§ **PROBLEM**:
A single number is needed: how many lines of the data below contain "used".

Stored items
□ □ □ □
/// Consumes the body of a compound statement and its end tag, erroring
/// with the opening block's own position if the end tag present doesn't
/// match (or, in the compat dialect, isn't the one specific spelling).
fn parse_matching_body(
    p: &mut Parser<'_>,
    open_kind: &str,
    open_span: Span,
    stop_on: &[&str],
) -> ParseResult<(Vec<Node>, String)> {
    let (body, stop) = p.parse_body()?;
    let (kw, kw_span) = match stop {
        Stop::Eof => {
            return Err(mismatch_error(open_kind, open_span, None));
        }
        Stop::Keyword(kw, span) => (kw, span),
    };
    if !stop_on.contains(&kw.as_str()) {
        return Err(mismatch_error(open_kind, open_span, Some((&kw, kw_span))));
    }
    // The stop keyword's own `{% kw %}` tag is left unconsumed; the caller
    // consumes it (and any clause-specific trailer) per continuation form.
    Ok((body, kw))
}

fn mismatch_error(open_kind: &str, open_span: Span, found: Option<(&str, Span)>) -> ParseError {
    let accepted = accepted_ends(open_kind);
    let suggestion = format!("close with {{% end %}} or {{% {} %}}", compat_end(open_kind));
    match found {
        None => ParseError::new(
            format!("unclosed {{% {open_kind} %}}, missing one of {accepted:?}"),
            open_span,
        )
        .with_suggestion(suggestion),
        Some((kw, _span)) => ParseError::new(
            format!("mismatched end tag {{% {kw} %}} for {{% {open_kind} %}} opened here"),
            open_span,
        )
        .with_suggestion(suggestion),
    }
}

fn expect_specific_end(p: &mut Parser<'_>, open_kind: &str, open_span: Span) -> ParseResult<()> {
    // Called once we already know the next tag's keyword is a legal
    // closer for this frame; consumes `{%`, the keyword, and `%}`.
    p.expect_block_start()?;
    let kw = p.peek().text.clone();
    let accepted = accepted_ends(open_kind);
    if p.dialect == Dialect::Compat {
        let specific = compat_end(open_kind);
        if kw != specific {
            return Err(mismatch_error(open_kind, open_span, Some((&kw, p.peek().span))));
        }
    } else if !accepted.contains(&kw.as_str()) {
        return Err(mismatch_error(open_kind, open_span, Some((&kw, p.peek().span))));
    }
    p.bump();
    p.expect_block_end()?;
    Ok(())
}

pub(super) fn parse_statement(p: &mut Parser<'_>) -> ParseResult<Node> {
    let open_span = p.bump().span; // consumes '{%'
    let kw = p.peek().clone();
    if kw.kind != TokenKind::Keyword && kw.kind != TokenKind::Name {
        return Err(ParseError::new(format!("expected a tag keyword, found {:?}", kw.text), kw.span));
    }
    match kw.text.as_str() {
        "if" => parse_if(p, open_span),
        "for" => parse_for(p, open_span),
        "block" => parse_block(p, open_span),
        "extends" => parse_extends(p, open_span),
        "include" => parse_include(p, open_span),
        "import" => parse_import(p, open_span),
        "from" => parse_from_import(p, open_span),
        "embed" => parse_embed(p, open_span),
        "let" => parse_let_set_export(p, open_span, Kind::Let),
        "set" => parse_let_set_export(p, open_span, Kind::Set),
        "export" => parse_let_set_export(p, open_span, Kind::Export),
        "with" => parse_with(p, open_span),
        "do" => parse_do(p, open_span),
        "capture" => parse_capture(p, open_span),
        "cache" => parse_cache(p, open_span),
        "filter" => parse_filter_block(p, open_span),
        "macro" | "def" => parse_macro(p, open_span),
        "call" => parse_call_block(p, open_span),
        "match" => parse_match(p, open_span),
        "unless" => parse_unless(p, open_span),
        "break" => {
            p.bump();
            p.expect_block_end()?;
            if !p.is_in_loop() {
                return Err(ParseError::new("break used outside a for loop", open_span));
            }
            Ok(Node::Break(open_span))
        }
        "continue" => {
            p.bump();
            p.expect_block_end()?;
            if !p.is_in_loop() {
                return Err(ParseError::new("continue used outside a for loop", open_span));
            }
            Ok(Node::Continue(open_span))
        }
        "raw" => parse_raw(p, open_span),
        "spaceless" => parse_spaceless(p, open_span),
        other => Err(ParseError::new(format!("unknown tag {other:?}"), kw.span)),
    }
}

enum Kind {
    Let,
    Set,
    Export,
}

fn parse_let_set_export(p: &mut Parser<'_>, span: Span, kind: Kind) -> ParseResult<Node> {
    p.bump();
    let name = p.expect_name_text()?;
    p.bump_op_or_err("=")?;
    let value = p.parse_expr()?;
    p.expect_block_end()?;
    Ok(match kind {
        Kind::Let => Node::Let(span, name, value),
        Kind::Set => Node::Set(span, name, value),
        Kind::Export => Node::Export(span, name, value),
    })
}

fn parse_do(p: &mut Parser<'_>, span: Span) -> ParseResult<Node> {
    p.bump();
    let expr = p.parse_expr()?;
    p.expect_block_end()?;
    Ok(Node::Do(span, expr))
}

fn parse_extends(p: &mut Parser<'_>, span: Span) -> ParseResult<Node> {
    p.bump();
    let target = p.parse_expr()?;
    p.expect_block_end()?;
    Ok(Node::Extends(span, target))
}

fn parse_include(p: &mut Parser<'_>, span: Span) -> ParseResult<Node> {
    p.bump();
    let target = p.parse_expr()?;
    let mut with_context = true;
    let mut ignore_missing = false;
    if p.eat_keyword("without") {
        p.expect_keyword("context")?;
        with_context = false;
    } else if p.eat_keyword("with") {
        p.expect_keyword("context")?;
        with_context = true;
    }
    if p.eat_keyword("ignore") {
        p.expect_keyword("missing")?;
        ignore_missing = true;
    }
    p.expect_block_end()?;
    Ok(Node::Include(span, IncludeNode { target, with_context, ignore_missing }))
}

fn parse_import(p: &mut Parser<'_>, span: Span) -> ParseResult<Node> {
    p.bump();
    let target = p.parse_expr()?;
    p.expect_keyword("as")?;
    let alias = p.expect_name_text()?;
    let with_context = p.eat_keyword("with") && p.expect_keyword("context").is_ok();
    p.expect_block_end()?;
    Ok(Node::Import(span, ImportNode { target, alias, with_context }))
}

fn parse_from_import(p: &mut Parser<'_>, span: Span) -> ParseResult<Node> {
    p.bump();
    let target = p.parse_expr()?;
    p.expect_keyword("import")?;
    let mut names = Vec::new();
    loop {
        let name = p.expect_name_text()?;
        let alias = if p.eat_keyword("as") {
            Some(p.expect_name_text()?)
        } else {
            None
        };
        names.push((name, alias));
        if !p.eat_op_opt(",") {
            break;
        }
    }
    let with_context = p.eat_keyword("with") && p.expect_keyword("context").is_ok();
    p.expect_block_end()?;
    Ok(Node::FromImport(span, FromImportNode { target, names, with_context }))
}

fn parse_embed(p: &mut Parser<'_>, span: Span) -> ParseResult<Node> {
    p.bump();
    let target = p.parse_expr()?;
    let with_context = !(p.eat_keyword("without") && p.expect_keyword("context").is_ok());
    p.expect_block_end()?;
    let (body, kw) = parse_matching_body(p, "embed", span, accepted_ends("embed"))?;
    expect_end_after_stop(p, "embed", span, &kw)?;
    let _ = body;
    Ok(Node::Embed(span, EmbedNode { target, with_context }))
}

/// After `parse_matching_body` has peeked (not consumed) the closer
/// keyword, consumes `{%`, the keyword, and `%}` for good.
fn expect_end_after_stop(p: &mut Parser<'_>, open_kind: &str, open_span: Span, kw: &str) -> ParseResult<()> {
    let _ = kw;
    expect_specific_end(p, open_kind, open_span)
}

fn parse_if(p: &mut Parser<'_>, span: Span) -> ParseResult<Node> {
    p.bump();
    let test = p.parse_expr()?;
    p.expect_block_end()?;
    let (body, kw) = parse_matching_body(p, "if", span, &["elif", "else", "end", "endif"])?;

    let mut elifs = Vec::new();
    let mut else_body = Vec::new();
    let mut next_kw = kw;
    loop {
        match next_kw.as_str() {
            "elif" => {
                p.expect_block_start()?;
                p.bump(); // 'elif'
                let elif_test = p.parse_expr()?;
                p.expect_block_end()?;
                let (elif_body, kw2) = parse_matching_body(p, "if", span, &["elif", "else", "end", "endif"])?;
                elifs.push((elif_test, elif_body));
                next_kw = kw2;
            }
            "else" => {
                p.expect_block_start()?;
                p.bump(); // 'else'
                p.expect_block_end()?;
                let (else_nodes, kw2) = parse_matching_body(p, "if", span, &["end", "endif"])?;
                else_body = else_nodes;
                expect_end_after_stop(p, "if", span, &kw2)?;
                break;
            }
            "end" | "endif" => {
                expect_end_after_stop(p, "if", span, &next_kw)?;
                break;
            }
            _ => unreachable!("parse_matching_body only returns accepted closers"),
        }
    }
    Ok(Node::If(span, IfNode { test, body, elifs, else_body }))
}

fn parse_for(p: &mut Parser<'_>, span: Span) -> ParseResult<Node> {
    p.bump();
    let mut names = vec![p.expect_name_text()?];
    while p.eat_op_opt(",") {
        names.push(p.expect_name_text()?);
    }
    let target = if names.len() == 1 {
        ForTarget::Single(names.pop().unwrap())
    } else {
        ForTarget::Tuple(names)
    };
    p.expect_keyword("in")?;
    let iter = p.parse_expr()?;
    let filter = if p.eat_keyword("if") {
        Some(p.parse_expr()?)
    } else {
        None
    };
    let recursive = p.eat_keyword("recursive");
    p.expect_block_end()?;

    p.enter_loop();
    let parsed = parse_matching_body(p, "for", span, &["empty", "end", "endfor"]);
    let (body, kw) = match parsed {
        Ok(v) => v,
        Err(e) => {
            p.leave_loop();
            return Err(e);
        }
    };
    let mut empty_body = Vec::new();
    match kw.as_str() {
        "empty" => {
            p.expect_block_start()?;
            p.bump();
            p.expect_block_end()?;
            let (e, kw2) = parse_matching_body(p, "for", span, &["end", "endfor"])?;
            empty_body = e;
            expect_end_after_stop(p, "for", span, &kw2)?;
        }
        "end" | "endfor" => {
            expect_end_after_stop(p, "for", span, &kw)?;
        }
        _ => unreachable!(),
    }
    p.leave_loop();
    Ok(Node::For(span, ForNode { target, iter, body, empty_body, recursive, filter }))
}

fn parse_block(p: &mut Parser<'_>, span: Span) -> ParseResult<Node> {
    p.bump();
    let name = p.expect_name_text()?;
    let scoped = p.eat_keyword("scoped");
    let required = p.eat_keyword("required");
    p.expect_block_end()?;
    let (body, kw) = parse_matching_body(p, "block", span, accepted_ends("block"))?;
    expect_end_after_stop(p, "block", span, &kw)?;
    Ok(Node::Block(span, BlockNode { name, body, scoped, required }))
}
□ □ □ □
§ **COMPLETED EXERCISE**:
2